→ **EXERCISE**
Give back every record exactly.

→ **ENTRIES PROVIDED**

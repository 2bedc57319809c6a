pub mod cookies;
mod env_overrides;
mod loader;
pub mod schema;
#[cfg(test)]
mod test_env;

pub use cookies::{CookieStore, StoredCookie};
pub use schema::{Config, FetchLimits, RedditConfig, TwitterConfig, UrlInfoConfig, YoutubeConfig};
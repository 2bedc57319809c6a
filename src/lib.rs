#![warn(clippy::all, clippy::pedantic)]
#![allow(
    clippy::missing_errors_doc,
    clippy::missing_panics_doc,
    clippy::unnecessary_literal_bound,
    clippy::module_name_repetitions,
    clippy::struct_field_names,
    clippy::must_use_candidate,
    clippy::new_without_default,
    clippy::return_self_not_must_use
)]

pub mod config;
pub mod error;
pub mod links;
pub mod security;

pub use config::Config;
pub use error::{OnebotError, Result};
pub use links::{InboundMessage, UrlInfo};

→ **SOLVED PROBLEM**
repository 2bedc57319809c6a
pub mod cookies;
mod env_overrides;
mod loader;
pub mod schema;
#[cfg(test)]
mod test_env;

pub use cookies::{CookieStore, StoredCookie};
pub use schema::{Config, FetchLimits, RedditConfig, TwitterConfig, UrlInfoConfig, YoutubeConfig};
repository 2bedc57319809c6a
filename src/lib.rs
#![warn(clippy::all, clippy::pedantic)]
#![allow(
    clippy::missing_errors_doc,
    clippy::missing_panics_doc,
    clippy::unnecessary_literal_bound,
    clippy::module_name_repetitions,
    clippy::struct_field_names,
    clippy::must_use_candidate,
    clippy::new_without_default,
    clippy::return_self_not_must_use
)]

pub mod config;
pub mod error;
pub mod links;
pub mod security;

pub use config::Config;
pub use error::{OnebotError, Result};
pub use links::{InboundMessage, UrlInfo};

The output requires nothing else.